## Task brief
Write out the whole listing again, exactly.

## Records provided
____

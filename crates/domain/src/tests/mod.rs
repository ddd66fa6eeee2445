// Copyright (C) 2026 Fred Clausen
// Use of this source code is governed by an MIT-style
// license that can be found in the LICENSE file or at
// https://opensource.org/licenses/MIT.

#![allow(clippy::expect_used, clippy::unwrap_used)]

mod booking;
mod error;
mod helpers;
mod ordering;
mod types;
mod validation;
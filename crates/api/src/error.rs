// Copyright (C) 2026 Fred Clausen
// Use of this source code is governed by an MIT-style
// license that can be found in the LICENSE file or at
// https://opensource.org/licenses/MIT.

//! Error types for the API layer.

use louaj::CoreError;
use louaj_domain::DomainError;

/// Authentication and authorization errors.
#[derive(Debug, Clone, PartialEq, Eq)]
pub enum AuthError {
    /// Authentication failed.
    AuthenticationFailed {
        /// The reason authentication failed.
        reason: String,
    },
    /// Authorization failed.
    Unauthorized {
        /// The action that was attempted.
        action: String,
        /// The role required for this action.
        required_role: String,
    },
}

impl std::fmt::Display for AuthError {
    fn fmt(&self, f: &mut std::fmt::Formatter<'_>) -> std::fmt::Result {
        match self {
            Self::AuthenticationFailed { reason } => {
                write!(f, "Authentication failed: {reason}")
            }
            Self::Unauthorized {
                action,
                required_role,
            } => {
                write!(f, "Unauthorized: '{action}' requires {required_role} role")
            }
        }
    }
}

impl std::error::Error for AuthError {}

/// API-level errors.
///
/// These are distinct from domain/core errors and represent the API contract.
#[derive(Debug, Clone, PartialEq, Eq)]
pub enum ApiError {
    /// Authentication failed.
    AuthenticationFailed {
        /// The reason authentication failed.
        reason: String,
    },
    /// Authorization failed - the actor does not have permission.
    Unauthorized {
        /// The action that was attempted.
        action: String,
        /// The role required for this action.
        required_role: String,
    },
    /// A domain rule was violated.
    DomainRuleViolation {
        /// The rule that was violated.
        rule: String,
        /// A human-readable description of the violation.
        message: String,
    },
    /// Invalid input was provided.
    InvalidInput {
        /// The field that was invalid.
        field: String,
        /// A human-readable description of the error.
        message: String,
    },
    /// A requested resource was not found.
    ResourceNotFound {
        /// The type of resource that was not found.
        resource_type: String,
        /// A human-readable description of what was not found.
        message: String,
    },
    /// An internal error occurred.
    Internal {
        /// A description of the internal error.
        message: String,
    },
}

impl std::fmt::Display for ApiError {
    fn fmt(&self, f: &mut std::fmt::Formatter<'_>) -> std::fmt::Result {
        match self {
            Self::AuthenticationFailed { reason } => {
                write!(f, "Authentication failed: {reason}")
            }
            Self::Unauthorized {
                action,
                required_role,
            } => {
                write!(f, "Unauthorized: '{action}' requires {required_role} role")
            }
            Self::DomainRuleViolation { rule, message } => {
                write!(f, "Domain rule violation ({rule}): {message}")
            }
            Self::InvalidInput { field, message } => {
                write!(f, "Invalid input for field '{field}': {message}")
            }
            Self::ResourceNotFound {
                resource_type,
                message,
            } => {
                write!(f, "{resource_type} not found: {message}")
            }
            Self::Internal { message } => {
                write!(f, "Internal error: {message}")
            }
        }
    }
}

impl std::error::Error for ApiError {}

impl From<AuthError> for ApiError {
    fn from(err: AuthError) -> Self {
        match err {
            AuthError::AuthenticationFailed { reason } => Self::AuthenticationFailed { reason },
            AuthError::Unauthorized {
                action,
                required_role,
            } => Self::Unauthorized {
                action,
                required_role,
            },
        }
    }
}

/// Translates a domain error into an API error.
///
/// Missing resources become `ResourceNotFound`, malformed input becomes
/// `InvalidInput`, and everything else is a `DomainRuleViolation` naming
/// the rule.
#[must_use]
pub fn translate_domain_error(err: DomainError) -> ApiError {
    let message: String = err.to_string();
    match err {
        DomainError::DestinationNotFound(_) => not_found("Destination", message),
        DomainError::EntryNotFound(_) => not_found("Queue entry", message),
        DomainError::VehicleNotFound(_) => not_found("Vehicle", message),
        DomainError::DriverNotFound(_) => not_found("Driver", message),
        DomainError::TicketNotFound(_) => not_found("Ticket", message),
        DomainError::DuplicateDestination(_) => violation("unique_destination", message),
        DomainError::DuplicateVehicle { .. } => violation("one_slot_per_vehicle", message),
        DomainError::DuplicateVehicleRegistration(_) => {
            violation("unique_vehicle_registration", message)
        }
        DomainError::InvalidPermutation { .. } => violation("queue_permutation", message),
        DomainError::InvalidTransition { .. } => violation("status_transition", message),
        DomainError::InsufficientSeats { .. } => violation("seat_availability", message),
        DomainError::UnassignedVehicle(_) => violation("assigned_destination", message),
        DomainError::TicketAlreadyVerified(_) => violation("single_verification", message),
        DomainError::StationClosed => violation("station_operational", message),
        DomainError::InvalidSeatRequest { .. } => invalid("seats", message),
        DomainError::InvalidDestination(_) => invalid("destination", message),
        DomainError::InvalidDriverCin(_) => invalid("driver_cin", message),
        DomainError::InvalidVehicle(_) => invalid("vehicle", message),
        DomainError::InvalidStatus(_) => invalid("status", message),
        DomainError::InvalidQueueType(_) => invalid("queue_type", message),
        DomainError::InvalidTimezone(_) => invalid("timezone", message),
        DomainError::InvalidSchedule { .. } => invalid("opening_time", message),
        DomainError::InvalidFare(_) => invalid("base_price", message),
        DomainError::InvalidCustomer(_) => invalid("customer", message),
    }
}

/// Translates a core error into an API error.
///
/// This translation is explicit and ensures core errors are not leaked directly.
#[must_use]
pub fn translate_core_error(err: CoreError) -> ApiError {
    match err {
        CoreError::DomainViolation(domain_err) => translate_domain_error(domain_err),
        other @ (CoreError::MisroutedCommand(_) | CoreError::UnexpectedOutcome { .. }) => {
            ApiError::Internal {
                message: other.to_string(),
            }
        }
    }
}

fn not_found(resource_type: &str, message: String) -> ApiError {
    ApiError::ResourceNotFound {
        resource_type: resource_type.to_string(),
        message,
    }
}

fn violation(rule: &str, message: String) -> ApiError {
    ApiError::DomainRuleViolation {
        rule: rule.to_string(),
        message,
    }
}

fn invalid(field: &str, message: String) -> ApiError {
    ApiError::InvalidInput {
        field: field.to_string(),
        message,
    }
}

____

## Output below
filename crates/domain/src/tests/mod.rs
repository ddd66fa6eeee2445
// Copyright (C) 2026 Fred Clausen
// Use of this source code is governed by an MIT-style
// license that can be found in the LICENSE file or at
// https://opensource.org/licenses/MIT.

#![allow(clippy::expect_used, clippy::unwrap_used)]

mod booking;
mod error;
mod helpers;
mod ordering;
mod types;
mod validation;
filename crates/api/src/error.rs
// Copyright (C) 2026 Fred Clausen
// Use of this source code is governed by an MIT-style
// license that can be found in the LICENSE file or at
// https://opensource.org/licenses/MIT.

//! Error types for the API layer.

use louaj::CoreError;
use louaj_domain::DomainError;

/// Authentication and authorization errors.
#[derive(Debug, Clone, PartialEq, Eq)]
pub enum AuthError {
    /// Authentication failed.
    AuthenticationFailed {
        /// The reason authentication failed.
        reason: String,
    },
    /// Authorization failed.
    Unauthorized {
        /// The action that was attempted.
        action: String,
        /// The role required for this action.
        required_role: String,
    },
}

impl std::fmt::Display for AuthError {
    fn fmt(&self, f: &mut std::fmt::Formatter<'_>) -> std::fmt::Result {
        match self {
            Self::AuthenticationFailed { reason } => {
                write!(f, "Authentication failed: {reason}")
            }
            Self::Unauthorized {
                action,
                required_role,
            } => {
                write!(f, "Unauthorized: '{action}' requires {required_role} role")
            }
        }
    }
}

impl std::error::Error for AuthError {}

/// API-level errors.
///
/// These are distinct from domain/core errors and represent the API contract.
#[derive(Debug, Clone, PartialEq, Eq)]
pub enum ApiError {
    /// Authentication failed.
    AuthenticationFailed {
        /// The reason authentication failed.
        reason: String,
    },
    /// Authorization failed - the actor does not have permission.
    Unauthorized {
        /// The action that was attempted.
        action: String,
        /// The role required for this action.
        required_role: String,
    },
    /// A domain rule was violated.
    DomainRuleViolation {
        /// The rule that was violated.
        rule: String,
        /// A human-readable description of the violation.
        message: String,
    },
    /// Invalid input was provided.
    InvalidInput {
        /// The field that was invalid.
        field: String,
        /// A human-readable description of the error.
        message: String,
    },
    /// A requested resource was not found.
    ResourceNotFound {
        /// The type of resource that was not found.
        resource_type: String,
        /// A human-readable description of what was not found.
        message: String,
    },
    /// An internal error occurred.
    Internal {
        /// A description of the internal error.
        message: String,
    },
}

impl std::fmt::Display for ApiError {
    fn fmt(&self, f: &mut std::fmt::Formatter<'_>) -> std::fmt::Result {
        match self {
            Self::AuthenticationFailed { reason } => {
                write!(f, "Authentication failed: {reason}")
            }
            Self::Unauthorized {
                action,
                required_role,
            } => {
                write!(f, "Unauthorized: '{action}' requires {required_role} role")
            }
            Self::DomainRuleViolation { rule, message } => {
                write!(f, "Domain rule violation ({rule}): {message}")
            }
            Self::InvalidInput { field, message } => {
                write!(f, "Invalid input for field '{field}': {message}")
            }
            Self::ResourceNotFound {
                resource_type,
                message,
            } => {
                write!(f, "{resource_type} not found: {message}")
            }
            Self::Internal { message } => {
                write!(f, "Internal error: {message}")
            }
        }
    }
}

impl std::error::Error for ApiError {}

impl From<AuthError> for ApiError {
    fn from(err: AuthError) -> Self {
        match err {
            AuthError::AuthenticationFailed { reason } => Self::AuthenticationFailed { reason },
            AuthError::Unauthorized {
                action,
                required_role,
            } => Self::Unauthorized {
                action,
                required_role,
            },
        }
    }
}

/// Translates a domain error into an API error.
///
/// Missing resources become `ResourceNotFound`, malformed input becomes
/// `InvalidInput`, and everything else is a `DomainRuleViolation` naming
/// the rule.
#[must_use]
pub fn translate_domain_error(err: DomainError) -> ApiError {
    let message: String = err.to_string();
    match err {
        DomainError::DestinationNotFound(_) => not_found("Destination", message),
        DomainError::EntryNotFound(_) => not_found("Queue entry", message),
        DomainError::VehicleNotFound(_) => not_found("Vehicle", message),
        DomainError::DriverNotFound(_) => not_found("Driver", message),
        DomainError::TicketNotFound(_) => not_found("Ticket", message),
        DomainError::DuplicateDestination(_) => violation("unique_destination", message),
        DomainError::DuplicateVehicle { .. } => violation("one_slot_per_vehicle", message),
        DomainError::DuplicateVehicleRegistration(_) => {
            violation("unique_vehicle_registration", message)
        }
        DomainError::InvalidPermutation { .. } => violation("queue_permutation", message),
        DomainError::InvalidTransition { .. } => violation("status_transition", message),
        DomainError::InsufficientSeats { .. } => violation("seat_availability", message),
        DomainError::UnassignedVehicle(_) => violation("assigned_destination", message),
        DomainError::TicketAlreadyVerified(_) => violation("single_verification", message),
        DomainError::StationClosed => violation("station_operational", message),
        DomainError::InvalidSeatRequest { .. } => invalid("seats", message),
        DomainError::InvalidDestination(_) => invalid("destination", message),
        DomainError::InvalidDriverCin(_) => invalid("driver_cin", message),
        DomainError::InvalidVehicle(_) => invalid("vehicle", message),
        DomainError::InvalidStatus(_) => invalid("status", message),
        DomainError::InvalidQueueType(_) => invalid("queue_type", message),
        DomainError::InvalidTimezone(_) => invalid("timezone", message),
        DomainError::InvalidSchedule { .. } => invalid("opening_time", message),
        DomainError::InvalidFare(_) => invalid("base_price", message),
        DomainError::InvalidCustomer(_) => invalid("customer", message),
    }
}

/// Translates a core error into an API error.
///
/// This translation is explicit and ensures core errors are not leaked directly.
#[must_use]
pub fn translate_core_error(err: CoreError) -> ApiError {
    match err {
        CoreError::DomainViolation(domain_err) => translate_domain_error(domain_err),
        other @ (CoreError::MisroutedCommand(_) | CoreError::UnexpectedOutcome { .. }) => {
            ApiError::Internal {
                message: other.to_string(),
            }
        }
    }
}

fn not_found(resource_type: &str, message: String) -> ApiError {
    ApiError::ResourceNotFound {
        resource_type: resource_type.to_string(),
        message,
    }
}

fn violation(rule: &str, message: String) -> ApiError {
    ApiError::DomainRuleViolation {
        rule: rule.to_string(),
        message,
    }
}

fn invalid(field: &str, message: String) -> ApiError {
    ApiError::InvalidInput {
        field: field.to_string(),
        message,
    }
}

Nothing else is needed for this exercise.